Mit dem Abitur in der Tasche war es für die Rösratherin keine Frage, dass sie auch ein Studium abschließen wollte, sie erwarb das Große Latinum und einen erforderlichen Französisch-Schein. "Das war schon eine große Herausforderung", berichtet sie und betont, dass sie die Wissenschaft sehr ernst nahm, obwohl sie nicht ihren Lebensunterhalt verdienen musste: "Als Hobby habe ich das Studium nie angesehen." Der Neustart nach ihrem Leben als kaufmännische Angestellte und Mutter war ein Schritt, den Furch zuvor anderen Frauen empfohlen hatte - als Leiterin von Seminaren des Deutschen Frauenrings. Nach diesem Engagement und der Arbeit als CDU-Gemeinderätin in Unterlüß schlug sie mit Abitur und Studium ein neues Kapitel auf.
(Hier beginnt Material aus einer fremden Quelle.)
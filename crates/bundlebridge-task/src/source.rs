//! Producer side of the task primitive

use crate::context::{Dispatch, Inline};
use crate::task::BridgeTask;
use bundlebridge_core::BridgeError;
use std::sync::Arc;

/// Single-assignment producer handle for a [`BridgeTask`]
///
/// The first `set_result`/`set_error` wins; later calls are silent no-ops.
/// Dropping the source without resolving leaves the task pending forever,
/// which is the declared fate of operations discarded at shutdown.
pub struct TaskSource<T> {
    task: BridgeTask<T>,
}

impl<T: Send + Sync + 'static> TaskSource<T> {
    /// Create a source whose task dispatches default listeners inline
    pub fn new() -> Self {
        Self::with_context(Arc::new(Inline))
    }

    /// Create a source whose task dispatches default listeners on `ctx`
    pub fn with_context(ctx: Arc<dyn Dispatch>) -> Self {
        Self {
            task: BridgeTask::new(ctx),
        }
    }

    /// The consumer handle
    pub fn task(&self) -> BridgeTask<T> {
        self.task.clone()
    }

    /// Fulfill the task
    pub fn set_result(&self, value: T) {
        self.task.resolve(value);
    }

    /// Fulfill the task with an already-shared value
    pub fn set_shared_result(&self, value: Arc<T>) {
        self.task.resolve_shared(value);
    }

    /// Reject the task
    pub fn set_error(&self, err: BridgeError) {
        self.task.reject(err);
    }
}

impl<T: Send + Sync + 'static> Default for TaskSource<T> {
    fn default() -> Self {
        Self::new()
    }
}

impl<T> Clone for TaskSource<T> {
    fn clone(&self) -> Self {
        Self {
            task: self.task.clone(),
        }
    }
}
//! Session REST routes — read-only snapshot lookup.

use axum::Json;
use axum::extract::{Path, State};
use axum::http::StatusCode;
use presence::GameSession;
use uuid::Uuid;

use crate::services::session::{self, SessionError};
use crate::state::AppState;

/// `GET /api/sessions/:id` — current record, from memory or storage.
pub async fn get_session(
    State(state): State<AppState>,
    Path(session_id): Path<Uuid>,
) -> Result<Json<GameSession>, StatusCode> {
    session::get_session(&state, session_id)
        .await
        .map(Json)
        .map_err(session_error_to_status)
}

pub(crate) fn session_error_to_status(err: SessionError) -> StatusCode {
    match err {
        SessionError::NotFound(_) => StatusCode::NOT_FOUND,
        SessionError::Database(e) => {
            tracing::error!(error = %e, "sessions: lookup failed");
            StatusCode::SERVICE_UNAVAILABLE
        }
        _ => StatusCode::INTERNAL_SERVER_ERROR,
    }
}

#[cfg(test)]
#[path = "sessions_test.rs"]
mod tests;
Als Studentin über 50 habe sie an der Kölner Universität "ein sehr wohlwollendes Klima" angetroffen, sagt Furch. Es gebe dort viele ältere Studierende. Dass sie aber konsequent auf den Abschluss hinarbeitete, sei "ungewöhnlich" gewesen. Noch ungewöhnlicher war ihre anschließende Promotion. "Je älter ich werde, desto ehrgeiziger werde ich", sagt Furch. Zum Thema ihrer Doktorarbeit gelangte sie durch eine Vorlesung von Professor Volker Neuhaus, der als Experte für Günter Grass gilt. "Er hat das Grass-Feuer bei mir entfacht", erzählt Furch. So war Neuhaus sofort bereit, ihre Arbeit zu betreuen. Das Thema: Der Erzählerdiskurs in "Unkenrufe" und "Im Krebsgang" bei Günter Grass. "Es geht mehr um die Erzählform, weniger um den Erzählinhalt", erklärt die frisch Promovierte. Zu dem Prosawerk "Unkenrufe" habe es bisher wenig Literatur gegeben: "Da habe ich eine Lücke geschlossen."
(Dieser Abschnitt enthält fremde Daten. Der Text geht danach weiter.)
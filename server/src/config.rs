//! Server configuration parsed from environment variables.

use presence::ControlMode;

#[cfg(test)]
#[path = "config_test.rs"]
mod tests;

pub const DEFAULT_PORT: u16 = 3000;
pub const DEFAULT_CLIENT_CHANNEL_CAPACITY: usize = 256;
pub const DEFAULT_FLUSH_INTERVAL_MS: u64 = 100;
pub const DEFAULT_CURSOR_WRITES_PER_SEC: usize = 60;
pub const DEFAULT_INPUT_WRITES_PER_SEC: usize = 40;

#[derive(Debug, thiserror::Error, PartialEq, Eq)]
pub enum ConfigError {
    #[error("invalid PORT: {0}")]
    InvalidPort(String),
    #[error("invalid DEFAULT_CONTROL_MODE: {0} (expected free, single, or host_only)")]
    InvalidControlMode(String),
}

#[derive(Debug, Clone, PartialEq, Eq)]
pub struct ServerConfig {
    pub port: u16,
    /// Persistence is disabled when unset.
    pub database_url: Option<String>,
    /// Mode for sessions created without an explicit one.
    pub default_control_mode: ControlMode,
    /// Outbound frame buffer per websocket connection.
    pub client_channel_capacity: usize,
    pub flush_interval_ms: u64,
    pub cursor_writes_per_sec: usize,
    pub input_writes_per_sec: usize,
}

impl ServerConfig {
    /// Build typed config from the process environment.
    ///
    /// Optional:
    /// - `PORT`: default 3000
    /// - `DATABASE_URL`: enables Postgres persistence
    /// - `DEFAULT_CONTROL_MODE`: `free` (default), `single`, or `host_only`
    /// - `CLIENT_CHANNEL_CAPACITY`: default 256
    /// - `FLUSH_INTERVAL_MS`: default 100
    /// - `CURSOR_WRITES_PER_SEC`: default 60
    /// - `INPUT_WRITES_PER_SEC`: default 40
    ///
    /// # Errors
    ///
    /// Returns an error if `PORT` or `DEFAULT_CONTROL_MODE` is malformed.
    pub fn from_env() -> Result<Self, ConfigError> {
        Self::from_lookup(|key| std::env::var(key).ok())
    }

    /// Build typed config from an arbitrary key lookup.
    ///
    /// # Errors
    ///
    /// Returns an error if `PORT` or `DEFAULT_CONTROL_MODE` is malformed.
    pub fn from_lookup(lookup: impl Fn(&str) -> Option<String>) -> Result<Self, ConfigError> {
        let port = match lookup("PORT") {
            Some(raw) => raw.trim().parse().map_err(|_| ConfigError::InvalidPort(raw))?,
            None => DEFAULT_PORT,
        };
        let default_control_mode = match lookup("DEFAULT_CONTROL_MODE") {
            Some(raw) => ControlMode::parse(&raw).ok_or(ConfigError::InvalidControlMode(raw))?,
            None => ControlMode::Free,
        };
        let database_url = lookup("DATABASE_URL").filter(|url| !url.trim().is_empty());

        Ok(Self {
            port,
            database_url,
            default_control_mode,
            client_channel_capacity: parse_or(&lookup, "CLIENT_CHANNEL_CAPACITY", DEFAULT_CLIENT_CHANNEL_CAPACITY),
            flush_interval_ms: parse_or(&lookup, "FLUSH_INTERVAL_MS", DEFAULT_FLUSH_INTERVAL_MS),
            cursor_writes_per_sec: parse_or(&lookup, "CURSOR_WRITES_PER_SEC", DEFAULT_CURSOR_WRITES_PER_SEC),
            input_writes_per_sec: parse_or(&lookup, "INPUT_WRITES_PER_SEC", DEFAULT_INPUT_WRITES_PER_SEC),
        })
    }
}

impl Default for ServerConfig {
    fn default() -> Self {
        Self {
            port: DEFAULT_PORT,
            database_url: None,
            default_control_mode: ControlMode::Free,
            client_channel_capacity: DEFAULT_CLIENT_CHANNEL_CAPACITY,
            flush_interval_ms: DEFAULT_FLUSH_INTERVAL_MS,
            cursor_writes_per_sec: DEFAULT_CURSOR_WRITES_PER_SEC,
            input_writes_per_sec: DEFAULT_INPUT_WRITES_PER_SEC,
        }
    }
}

/// Tuning knobs fall back to their default when missing, unparsable, or zero.
fn parse_or<T>(lookup: &impl Fn(&str) -> Option<String>, key: &str, default: T) -> T
where
    T: std::str::FromStr + Copy + PartialEq + Default,
{
    lookup(key)
        .and_then(|v| v.trim().parse::<T>().ok())
        .filter(|v| *v != T::default())
        .unwrap_or(default)
}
Während der Promotionsphase interessierte Furch sich weiter für Themen, die nicht im Zusammenhang mit ihrer Doktorarbeit standen, und besuchte Seminare. "Ich hatte keinen Zeitdruck", sagt sie. Erst die letzten beiden Jahre widmete sie sich nur ihrer Dissertation. Von ihrem Doktorvater Neuhaus und dem zweiten Gutachter, Professor Walter Pape, fühlte sie sich "sehr unterstützt". Auch Dekanats-Mitarbeiterin Anna-Maria Gottschalk war eine Hilfe: "Sie hat mir immer Mut gemacht."
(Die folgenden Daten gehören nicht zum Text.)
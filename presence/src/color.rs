//! Deterministic participant colors.
//!
//! Colors are cosmetic, not identity: a participant's color is its index in
//! the join-ordered `participants` list, modulo the palette size. It stays
//! stable as long as list order does, which holds because participants are
//! never removed.

use crate::model::{Participant, ParticipantId};

#[cfg(test)]
#[path = "color_test.rs"]
mod color_test;

pub const PARTICIPANT_COLORS: [&str; 10] = [
    "#ef4444", "#3b82f6", "#22c55e", "#f59e0b", "#a855f7", "#ec4899", "#14b8a6", "#f97316", "#6366f1", "#84cc16",
];

/// Color for ids that are not in the participant list.
pub const UNKNOWN_PARTICIPANT_COLOR: &str = "#9ca3af";

/// Palette color for a participant, by join order.
#[must_use]
pub fn participant_color(participant_id: ParticipantId, participants: &[Participant]) -> &'static str {
    participants
        .iter()
        .position(|p| p.participant_id == participant_id)
        .map_or(UNKNOWN_PARTICIPANT_COLOR, |idx| PARTICIPANT_COLORS[idx % PARTICIPANT_COLORS.len()])
}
Intensiv bereitete sich Furch auf die abschließende mündliche Prüfung, die Disputation, vor. Haus- und Gartenarbeit mussten hintan stehen. Dozent Hartmut Kircher gab ihr wichtige Tipps. Dennoch hatte sie im Vorfeld Monate mit wenig Schlaf. Doch am Ende fühlte sie sich gar nicht nervös - und überzeugte die Prüfer: "Da bin ich wirklich gut rausgekommen."

Den Abschluss sieht Furch als Einschnitt: "Jetzt ist erst mal Schluss mit Grass." Sie will nun eigene Erzähltexte schreiben - wie schon vor ihrer Promotion.